Material provided:
○ ○ ○ ○

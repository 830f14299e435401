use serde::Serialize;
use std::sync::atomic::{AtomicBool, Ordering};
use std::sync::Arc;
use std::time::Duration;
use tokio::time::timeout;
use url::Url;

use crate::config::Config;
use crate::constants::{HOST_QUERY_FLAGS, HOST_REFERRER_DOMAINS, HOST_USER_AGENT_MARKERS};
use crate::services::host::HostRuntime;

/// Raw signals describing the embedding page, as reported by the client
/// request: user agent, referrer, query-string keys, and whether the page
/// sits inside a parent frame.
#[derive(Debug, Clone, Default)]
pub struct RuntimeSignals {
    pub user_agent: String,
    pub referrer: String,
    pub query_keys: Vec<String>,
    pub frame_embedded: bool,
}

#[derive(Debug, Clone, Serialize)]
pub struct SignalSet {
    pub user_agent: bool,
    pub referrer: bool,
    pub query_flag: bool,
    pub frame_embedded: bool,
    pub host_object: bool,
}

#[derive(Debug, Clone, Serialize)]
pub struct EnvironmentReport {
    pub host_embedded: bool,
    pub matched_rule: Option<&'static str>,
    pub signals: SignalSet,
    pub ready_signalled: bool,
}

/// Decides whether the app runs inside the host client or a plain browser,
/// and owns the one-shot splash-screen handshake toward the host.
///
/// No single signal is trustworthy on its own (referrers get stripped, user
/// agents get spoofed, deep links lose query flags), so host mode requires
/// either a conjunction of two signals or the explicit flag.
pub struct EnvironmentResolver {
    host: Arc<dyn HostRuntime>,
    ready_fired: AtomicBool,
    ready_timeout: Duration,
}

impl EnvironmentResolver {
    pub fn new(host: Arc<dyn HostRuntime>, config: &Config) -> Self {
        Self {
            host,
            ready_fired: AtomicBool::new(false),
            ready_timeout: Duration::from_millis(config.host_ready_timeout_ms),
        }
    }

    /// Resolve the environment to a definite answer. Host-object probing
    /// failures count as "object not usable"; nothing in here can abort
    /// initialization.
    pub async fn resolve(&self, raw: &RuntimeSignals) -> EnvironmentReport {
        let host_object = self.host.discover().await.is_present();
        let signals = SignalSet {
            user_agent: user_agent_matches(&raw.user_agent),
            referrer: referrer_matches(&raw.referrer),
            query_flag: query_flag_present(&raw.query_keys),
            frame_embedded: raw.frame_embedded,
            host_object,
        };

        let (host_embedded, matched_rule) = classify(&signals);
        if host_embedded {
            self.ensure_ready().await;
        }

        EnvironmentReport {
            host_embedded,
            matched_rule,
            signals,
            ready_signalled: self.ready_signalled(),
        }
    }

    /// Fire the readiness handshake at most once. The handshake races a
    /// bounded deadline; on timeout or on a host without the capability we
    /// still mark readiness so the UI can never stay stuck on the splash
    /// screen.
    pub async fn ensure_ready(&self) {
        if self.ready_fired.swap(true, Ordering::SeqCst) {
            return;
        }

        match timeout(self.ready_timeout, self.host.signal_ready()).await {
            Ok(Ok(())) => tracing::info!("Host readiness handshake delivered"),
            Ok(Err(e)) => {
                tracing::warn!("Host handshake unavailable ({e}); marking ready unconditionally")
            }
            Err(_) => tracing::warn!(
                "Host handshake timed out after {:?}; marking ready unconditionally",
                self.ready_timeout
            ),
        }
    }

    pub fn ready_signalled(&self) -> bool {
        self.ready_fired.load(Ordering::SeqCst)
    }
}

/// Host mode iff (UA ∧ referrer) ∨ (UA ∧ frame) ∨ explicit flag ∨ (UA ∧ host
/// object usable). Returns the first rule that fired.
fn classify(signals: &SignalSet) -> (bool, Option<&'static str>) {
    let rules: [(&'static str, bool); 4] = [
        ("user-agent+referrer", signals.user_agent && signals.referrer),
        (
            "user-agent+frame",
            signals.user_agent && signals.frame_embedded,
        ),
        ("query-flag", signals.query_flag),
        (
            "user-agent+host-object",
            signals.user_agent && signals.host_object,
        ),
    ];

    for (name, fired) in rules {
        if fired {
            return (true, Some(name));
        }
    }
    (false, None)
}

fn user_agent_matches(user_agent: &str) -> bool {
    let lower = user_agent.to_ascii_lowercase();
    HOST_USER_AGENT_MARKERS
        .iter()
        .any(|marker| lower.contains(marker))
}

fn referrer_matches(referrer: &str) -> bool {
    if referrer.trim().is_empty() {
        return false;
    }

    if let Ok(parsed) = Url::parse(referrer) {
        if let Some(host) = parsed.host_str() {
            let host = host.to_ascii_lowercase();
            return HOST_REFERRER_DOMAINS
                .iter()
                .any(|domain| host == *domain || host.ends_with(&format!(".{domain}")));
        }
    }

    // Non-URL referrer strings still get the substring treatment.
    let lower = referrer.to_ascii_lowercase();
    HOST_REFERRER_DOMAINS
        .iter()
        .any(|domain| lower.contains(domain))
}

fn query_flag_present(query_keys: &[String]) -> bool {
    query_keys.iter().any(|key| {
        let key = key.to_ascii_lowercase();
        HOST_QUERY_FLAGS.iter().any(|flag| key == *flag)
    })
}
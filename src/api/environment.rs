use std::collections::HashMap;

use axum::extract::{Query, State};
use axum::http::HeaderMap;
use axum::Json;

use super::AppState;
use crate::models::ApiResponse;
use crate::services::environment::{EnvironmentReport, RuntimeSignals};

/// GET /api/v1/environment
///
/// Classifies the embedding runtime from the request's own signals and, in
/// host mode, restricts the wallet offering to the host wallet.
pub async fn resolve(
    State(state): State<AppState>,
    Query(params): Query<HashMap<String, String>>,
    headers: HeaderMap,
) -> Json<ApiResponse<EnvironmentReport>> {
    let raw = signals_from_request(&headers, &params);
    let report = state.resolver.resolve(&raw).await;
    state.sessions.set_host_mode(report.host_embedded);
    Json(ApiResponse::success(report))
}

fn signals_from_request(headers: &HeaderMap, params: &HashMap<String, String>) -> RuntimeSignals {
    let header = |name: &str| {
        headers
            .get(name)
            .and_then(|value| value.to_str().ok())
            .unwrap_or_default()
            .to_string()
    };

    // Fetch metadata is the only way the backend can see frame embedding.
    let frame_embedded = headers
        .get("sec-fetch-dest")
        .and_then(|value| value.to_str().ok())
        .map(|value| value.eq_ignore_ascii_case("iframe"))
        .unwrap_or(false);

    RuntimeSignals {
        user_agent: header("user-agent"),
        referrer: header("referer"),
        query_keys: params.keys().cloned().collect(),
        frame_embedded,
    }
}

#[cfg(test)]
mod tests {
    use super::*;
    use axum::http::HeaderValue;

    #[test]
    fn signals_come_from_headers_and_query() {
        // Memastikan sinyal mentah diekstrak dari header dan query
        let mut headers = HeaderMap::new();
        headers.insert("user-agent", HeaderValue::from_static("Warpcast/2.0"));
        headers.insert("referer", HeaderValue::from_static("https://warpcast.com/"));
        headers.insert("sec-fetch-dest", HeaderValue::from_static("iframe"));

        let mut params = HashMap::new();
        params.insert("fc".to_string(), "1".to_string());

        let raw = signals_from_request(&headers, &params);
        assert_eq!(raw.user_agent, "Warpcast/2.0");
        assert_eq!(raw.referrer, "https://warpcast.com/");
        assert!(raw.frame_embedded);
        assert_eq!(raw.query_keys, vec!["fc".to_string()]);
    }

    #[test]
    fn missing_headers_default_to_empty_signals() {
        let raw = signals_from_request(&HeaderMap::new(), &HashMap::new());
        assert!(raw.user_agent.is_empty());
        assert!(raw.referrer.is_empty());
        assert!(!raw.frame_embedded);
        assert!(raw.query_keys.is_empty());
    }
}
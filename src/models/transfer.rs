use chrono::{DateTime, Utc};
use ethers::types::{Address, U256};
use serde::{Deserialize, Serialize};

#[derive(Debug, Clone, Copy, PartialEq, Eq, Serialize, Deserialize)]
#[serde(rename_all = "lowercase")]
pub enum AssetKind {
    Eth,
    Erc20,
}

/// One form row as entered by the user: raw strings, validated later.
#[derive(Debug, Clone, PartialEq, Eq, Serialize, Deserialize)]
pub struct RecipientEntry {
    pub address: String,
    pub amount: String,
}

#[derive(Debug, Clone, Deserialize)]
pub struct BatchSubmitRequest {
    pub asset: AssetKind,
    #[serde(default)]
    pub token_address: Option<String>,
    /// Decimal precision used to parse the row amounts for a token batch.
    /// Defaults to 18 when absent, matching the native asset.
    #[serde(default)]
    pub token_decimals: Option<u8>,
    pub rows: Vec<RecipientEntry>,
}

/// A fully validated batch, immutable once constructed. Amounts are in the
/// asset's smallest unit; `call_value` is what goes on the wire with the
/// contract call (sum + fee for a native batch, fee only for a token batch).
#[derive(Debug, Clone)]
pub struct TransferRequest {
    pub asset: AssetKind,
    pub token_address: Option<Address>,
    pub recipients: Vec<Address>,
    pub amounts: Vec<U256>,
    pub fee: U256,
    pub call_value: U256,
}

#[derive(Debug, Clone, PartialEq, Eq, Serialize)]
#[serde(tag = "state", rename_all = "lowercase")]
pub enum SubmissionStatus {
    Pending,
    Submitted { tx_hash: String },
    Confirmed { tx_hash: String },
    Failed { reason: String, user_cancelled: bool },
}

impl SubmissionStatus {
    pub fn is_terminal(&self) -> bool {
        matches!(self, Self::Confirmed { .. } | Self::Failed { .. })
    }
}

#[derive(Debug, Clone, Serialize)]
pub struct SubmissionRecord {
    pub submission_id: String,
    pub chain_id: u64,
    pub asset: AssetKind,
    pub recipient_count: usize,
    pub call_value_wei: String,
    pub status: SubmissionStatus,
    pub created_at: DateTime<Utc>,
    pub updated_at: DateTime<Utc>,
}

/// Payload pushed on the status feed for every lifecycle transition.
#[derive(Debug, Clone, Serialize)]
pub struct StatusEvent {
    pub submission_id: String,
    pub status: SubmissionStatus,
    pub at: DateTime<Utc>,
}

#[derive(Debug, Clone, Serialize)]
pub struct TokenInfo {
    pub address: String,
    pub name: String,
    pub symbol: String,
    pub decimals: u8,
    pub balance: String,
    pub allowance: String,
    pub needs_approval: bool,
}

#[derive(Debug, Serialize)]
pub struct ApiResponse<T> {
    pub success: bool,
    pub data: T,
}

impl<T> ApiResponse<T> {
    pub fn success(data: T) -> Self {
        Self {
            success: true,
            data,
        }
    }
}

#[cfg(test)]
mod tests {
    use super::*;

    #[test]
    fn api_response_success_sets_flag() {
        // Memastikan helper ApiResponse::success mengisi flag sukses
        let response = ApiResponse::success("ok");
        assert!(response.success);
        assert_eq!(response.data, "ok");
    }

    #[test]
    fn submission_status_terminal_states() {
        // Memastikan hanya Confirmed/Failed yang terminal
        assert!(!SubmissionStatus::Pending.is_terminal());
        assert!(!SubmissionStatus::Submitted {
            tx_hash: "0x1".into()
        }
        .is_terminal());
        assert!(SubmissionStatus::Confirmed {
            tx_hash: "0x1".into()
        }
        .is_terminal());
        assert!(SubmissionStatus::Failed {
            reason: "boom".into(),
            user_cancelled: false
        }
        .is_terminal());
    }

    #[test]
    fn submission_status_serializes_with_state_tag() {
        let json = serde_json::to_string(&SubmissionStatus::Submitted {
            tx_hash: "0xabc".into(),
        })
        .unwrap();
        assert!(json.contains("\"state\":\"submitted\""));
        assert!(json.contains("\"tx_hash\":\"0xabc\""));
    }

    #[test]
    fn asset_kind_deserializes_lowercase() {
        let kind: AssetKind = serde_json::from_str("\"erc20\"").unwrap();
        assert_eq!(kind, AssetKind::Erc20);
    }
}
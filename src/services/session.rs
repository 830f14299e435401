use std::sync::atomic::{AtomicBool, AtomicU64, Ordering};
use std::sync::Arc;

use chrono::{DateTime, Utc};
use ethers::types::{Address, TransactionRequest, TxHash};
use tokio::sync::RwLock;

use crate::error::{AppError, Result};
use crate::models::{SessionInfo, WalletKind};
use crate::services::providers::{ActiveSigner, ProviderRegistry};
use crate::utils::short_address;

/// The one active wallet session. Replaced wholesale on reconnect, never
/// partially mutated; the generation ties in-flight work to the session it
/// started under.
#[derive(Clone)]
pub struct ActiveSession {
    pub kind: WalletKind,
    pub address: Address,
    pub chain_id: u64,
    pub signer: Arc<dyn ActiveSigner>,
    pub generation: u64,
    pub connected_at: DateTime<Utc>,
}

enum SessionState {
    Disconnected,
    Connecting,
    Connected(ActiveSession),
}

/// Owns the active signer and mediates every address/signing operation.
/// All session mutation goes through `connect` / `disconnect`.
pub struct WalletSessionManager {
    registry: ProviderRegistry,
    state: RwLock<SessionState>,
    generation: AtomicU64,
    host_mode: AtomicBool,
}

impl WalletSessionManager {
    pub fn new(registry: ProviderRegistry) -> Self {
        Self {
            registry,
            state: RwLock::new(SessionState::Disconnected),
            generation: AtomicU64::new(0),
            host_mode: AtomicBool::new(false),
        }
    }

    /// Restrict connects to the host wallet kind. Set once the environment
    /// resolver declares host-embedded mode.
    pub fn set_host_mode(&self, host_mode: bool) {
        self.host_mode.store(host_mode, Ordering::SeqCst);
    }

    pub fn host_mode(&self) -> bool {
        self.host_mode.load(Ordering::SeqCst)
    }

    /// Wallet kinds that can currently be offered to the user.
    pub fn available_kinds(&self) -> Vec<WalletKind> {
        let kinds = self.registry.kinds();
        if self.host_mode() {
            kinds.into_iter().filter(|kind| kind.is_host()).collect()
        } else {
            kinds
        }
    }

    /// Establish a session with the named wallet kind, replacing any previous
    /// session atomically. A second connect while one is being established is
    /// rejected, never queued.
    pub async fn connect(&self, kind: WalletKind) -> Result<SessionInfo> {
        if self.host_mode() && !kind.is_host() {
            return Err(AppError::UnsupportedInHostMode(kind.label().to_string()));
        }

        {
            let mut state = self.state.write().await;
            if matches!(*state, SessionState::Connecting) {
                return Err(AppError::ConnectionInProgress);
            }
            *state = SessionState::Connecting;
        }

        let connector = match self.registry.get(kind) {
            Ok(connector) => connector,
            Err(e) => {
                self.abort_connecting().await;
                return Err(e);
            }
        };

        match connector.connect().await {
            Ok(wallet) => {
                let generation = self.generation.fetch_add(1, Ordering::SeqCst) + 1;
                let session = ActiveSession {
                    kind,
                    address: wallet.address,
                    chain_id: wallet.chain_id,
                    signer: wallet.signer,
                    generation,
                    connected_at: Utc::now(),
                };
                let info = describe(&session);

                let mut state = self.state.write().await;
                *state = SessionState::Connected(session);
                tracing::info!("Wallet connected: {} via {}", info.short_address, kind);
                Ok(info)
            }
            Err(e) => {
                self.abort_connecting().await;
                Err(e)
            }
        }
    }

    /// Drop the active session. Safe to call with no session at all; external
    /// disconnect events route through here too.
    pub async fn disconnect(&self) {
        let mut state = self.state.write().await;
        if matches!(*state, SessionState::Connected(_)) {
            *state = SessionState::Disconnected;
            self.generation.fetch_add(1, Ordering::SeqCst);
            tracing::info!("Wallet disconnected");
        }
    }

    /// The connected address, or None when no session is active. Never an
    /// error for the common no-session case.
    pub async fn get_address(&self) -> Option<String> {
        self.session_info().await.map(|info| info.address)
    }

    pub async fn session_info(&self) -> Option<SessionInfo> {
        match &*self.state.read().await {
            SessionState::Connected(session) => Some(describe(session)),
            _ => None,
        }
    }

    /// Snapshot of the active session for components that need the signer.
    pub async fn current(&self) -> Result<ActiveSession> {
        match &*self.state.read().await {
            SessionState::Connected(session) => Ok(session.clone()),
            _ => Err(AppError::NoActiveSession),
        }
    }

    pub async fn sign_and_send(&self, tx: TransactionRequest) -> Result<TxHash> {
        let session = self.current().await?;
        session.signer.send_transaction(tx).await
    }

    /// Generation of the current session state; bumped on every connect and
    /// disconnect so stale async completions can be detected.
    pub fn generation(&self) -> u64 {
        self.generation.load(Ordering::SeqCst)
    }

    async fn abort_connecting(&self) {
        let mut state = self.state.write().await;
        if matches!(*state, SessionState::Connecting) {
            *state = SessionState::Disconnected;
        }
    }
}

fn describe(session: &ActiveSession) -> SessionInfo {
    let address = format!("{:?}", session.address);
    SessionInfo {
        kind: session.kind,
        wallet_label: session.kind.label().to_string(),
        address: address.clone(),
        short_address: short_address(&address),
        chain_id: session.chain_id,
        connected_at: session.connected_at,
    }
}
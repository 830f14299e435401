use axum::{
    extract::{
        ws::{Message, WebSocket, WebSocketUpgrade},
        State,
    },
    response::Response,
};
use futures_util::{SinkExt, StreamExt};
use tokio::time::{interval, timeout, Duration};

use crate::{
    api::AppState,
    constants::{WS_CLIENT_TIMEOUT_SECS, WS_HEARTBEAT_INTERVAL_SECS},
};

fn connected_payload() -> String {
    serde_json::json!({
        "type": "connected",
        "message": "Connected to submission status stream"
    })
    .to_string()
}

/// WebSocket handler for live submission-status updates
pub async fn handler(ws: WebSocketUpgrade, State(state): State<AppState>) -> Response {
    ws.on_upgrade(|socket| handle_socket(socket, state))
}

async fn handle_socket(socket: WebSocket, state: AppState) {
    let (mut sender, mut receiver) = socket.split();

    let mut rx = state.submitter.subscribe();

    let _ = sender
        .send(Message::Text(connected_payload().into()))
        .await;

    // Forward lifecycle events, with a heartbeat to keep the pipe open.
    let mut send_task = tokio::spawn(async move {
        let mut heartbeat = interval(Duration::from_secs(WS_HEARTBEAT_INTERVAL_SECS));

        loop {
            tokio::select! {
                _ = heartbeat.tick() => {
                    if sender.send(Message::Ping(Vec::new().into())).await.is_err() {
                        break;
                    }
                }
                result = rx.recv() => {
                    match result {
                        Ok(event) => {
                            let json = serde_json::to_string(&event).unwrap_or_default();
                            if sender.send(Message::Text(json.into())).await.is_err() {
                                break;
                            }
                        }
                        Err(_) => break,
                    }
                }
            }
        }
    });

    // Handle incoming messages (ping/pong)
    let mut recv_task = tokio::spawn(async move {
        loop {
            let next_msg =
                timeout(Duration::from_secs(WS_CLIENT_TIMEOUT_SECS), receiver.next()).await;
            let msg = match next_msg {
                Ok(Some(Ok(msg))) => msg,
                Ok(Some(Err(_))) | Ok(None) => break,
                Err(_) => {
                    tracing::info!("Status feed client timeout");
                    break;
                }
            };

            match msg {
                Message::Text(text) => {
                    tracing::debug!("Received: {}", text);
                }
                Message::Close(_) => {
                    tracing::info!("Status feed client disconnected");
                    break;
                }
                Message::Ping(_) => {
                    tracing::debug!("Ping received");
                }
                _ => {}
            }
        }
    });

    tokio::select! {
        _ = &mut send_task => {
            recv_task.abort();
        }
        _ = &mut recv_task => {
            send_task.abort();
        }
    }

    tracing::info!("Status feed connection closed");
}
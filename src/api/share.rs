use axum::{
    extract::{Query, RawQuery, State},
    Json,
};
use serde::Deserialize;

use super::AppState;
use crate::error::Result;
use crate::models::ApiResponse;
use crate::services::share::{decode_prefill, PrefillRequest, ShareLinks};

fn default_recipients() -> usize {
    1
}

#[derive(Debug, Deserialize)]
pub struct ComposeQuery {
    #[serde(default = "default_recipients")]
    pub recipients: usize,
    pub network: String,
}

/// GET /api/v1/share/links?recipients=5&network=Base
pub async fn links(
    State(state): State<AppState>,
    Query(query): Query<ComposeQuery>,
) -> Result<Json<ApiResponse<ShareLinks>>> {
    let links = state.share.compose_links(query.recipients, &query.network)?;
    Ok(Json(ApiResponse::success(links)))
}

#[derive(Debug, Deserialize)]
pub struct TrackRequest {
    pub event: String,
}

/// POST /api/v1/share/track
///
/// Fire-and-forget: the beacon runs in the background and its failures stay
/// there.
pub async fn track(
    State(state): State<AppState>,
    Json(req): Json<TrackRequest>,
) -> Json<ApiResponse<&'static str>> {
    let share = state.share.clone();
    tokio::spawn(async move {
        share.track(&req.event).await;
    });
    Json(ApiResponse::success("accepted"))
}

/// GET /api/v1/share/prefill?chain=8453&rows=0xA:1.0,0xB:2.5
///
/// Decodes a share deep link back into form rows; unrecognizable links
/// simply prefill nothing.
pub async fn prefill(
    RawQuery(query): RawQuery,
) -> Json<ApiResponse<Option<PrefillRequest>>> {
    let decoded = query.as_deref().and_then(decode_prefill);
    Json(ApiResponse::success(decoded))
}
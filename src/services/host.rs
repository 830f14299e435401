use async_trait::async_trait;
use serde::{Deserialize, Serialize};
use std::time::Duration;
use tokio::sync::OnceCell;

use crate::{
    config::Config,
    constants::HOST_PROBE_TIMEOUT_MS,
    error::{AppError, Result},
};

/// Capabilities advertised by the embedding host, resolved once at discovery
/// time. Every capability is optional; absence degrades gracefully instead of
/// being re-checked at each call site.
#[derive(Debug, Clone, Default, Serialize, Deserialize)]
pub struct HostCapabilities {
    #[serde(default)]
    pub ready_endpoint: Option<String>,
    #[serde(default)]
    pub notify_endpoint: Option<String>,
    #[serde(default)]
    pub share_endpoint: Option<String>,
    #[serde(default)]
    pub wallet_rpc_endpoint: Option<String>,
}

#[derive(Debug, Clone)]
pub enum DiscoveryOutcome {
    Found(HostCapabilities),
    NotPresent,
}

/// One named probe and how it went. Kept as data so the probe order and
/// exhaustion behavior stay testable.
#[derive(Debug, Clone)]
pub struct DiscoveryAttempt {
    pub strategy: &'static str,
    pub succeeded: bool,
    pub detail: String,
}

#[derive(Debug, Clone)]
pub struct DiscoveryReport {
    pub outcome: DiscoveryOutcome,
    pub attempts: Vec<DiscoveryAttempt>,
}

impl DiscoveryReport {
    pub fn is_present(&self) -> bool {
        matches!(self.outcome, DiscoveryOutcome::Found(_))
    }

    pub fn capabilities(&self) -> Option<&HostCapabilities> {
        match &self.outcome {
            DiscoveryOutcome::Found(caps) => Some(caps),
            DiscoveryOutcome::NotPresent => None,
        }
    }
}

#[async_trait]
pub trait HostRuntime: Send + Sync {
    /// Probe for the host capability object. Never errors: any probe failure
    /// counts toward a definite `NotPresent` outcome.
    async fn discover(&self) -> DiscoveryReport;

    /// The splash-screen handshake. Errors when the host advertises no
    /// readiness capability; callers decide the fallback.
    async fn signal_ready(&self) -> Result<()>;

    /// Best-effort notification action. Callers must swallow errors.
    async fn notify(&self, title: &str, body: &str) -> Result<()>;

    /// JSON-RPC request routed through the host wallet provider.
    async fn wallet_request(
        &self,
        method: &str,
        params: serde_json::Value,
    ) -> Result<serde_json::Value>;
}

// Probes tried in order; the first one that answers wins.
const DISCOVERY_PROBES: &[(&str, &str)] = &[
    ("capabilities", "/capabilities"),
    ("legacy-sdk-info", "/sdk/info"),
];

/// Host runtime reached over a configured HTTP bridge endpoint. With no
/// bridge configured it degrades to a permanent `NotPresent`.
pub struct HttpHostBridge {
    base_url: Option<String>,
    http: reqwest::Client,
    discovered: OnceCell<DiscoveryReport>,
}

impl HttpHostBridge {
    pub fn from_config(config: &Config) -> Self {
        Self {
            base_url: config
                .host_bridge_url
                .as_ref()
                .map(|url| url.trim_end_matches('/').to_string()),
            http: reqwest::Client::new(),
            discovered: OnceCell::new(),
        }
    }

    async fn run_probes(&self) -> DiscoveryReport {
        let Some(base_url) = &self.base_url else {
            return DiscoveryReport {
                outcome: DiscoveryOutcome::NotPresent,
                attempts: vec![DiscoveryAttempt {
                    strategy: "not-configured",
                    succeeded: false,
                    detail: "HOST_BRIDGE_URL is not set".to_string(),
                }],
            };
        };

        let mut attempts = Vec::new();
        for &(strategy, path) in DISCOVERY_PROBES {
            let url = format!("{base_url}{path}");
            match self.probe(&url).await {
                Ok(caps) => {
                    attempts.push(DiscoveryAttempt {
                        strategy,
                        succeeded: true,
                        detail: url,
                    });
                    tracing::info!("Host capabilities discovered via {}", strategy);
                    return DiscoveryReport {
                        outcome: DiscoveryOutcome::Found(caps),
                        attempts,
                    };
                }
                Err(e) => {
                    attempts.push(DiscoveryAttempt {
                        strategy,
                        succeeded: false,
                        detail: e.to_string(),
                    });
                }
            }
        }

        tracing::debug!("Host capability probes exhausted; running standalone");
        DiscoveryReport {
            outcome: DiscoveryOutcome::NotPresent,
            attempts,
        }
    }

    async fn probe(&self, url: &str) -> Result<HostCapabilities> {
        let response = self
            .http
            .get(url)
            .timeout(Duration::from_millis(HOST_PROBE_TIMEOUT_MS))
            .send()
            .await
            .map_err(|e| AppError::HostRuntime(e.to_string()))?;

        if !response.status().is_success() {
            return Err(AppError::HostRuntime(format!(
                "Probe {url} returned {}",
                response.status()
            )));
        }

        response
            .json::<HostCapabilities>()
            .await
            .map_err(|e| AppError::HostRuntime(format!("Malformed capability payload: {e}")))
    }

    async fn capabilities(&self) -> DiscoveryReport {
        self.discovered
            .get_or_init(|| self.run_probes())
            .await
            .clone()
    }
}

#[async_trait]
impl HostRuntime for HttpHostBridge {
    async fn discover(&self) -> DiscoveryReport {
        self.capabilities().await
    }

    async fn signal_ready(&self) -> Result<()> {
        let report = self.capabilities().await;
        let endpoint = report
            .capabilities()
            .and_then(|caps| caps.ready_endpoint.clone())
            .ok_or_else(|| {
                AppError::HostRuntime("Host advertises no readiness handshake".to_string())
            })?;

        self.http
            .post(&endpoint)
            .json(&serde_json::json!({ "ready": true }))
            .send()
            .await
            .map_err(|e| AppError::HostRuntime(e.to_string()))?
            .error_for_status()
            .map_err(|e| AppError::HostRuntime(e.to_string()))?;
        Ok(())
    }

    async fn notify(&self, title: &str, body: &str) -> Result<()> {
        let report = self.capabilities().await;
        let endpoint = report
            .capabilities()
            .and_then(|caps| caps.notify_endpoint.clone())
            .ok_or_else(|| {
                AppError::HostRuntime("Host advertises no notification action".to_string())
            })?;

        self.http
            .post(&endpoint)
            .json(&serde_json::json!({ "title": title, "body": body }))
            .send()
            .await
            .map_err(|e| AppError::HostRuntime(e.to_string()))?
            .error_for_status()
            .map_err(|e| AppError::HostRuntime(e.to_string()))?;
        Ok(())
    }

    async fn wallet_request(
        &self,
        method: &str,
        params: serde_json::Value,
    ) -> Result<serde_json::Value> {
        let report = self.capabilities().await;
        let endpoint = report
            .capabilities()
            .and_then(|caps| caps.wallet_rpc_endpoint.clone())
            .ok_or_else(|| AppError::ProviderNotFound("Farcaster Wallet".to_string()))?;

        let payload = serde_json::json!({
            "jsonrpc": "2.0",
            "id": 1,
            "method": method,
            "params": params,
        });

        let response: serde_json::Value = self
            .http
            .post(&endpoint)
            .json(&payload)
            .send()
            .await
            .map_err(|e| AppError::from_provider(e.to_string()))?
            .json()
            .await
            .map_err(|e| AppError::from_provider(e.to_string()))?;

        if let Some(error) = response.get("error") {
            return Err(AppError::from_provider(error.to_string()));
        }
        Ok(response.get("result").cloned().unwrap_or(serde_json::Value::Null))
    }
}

○ ○ ○ ○

What is being asked: Show all lines of the material in which the word "strategy" can be found.

Reply to the task:
    pub strategy: &'static str,
                    strategy: "not-configured",
        for &(strategy, path) in DISCOVERY_PROBES {
                        strategy,
                    tracing::info!("Host capabilities discovered via {}", strategy);
                        strategy,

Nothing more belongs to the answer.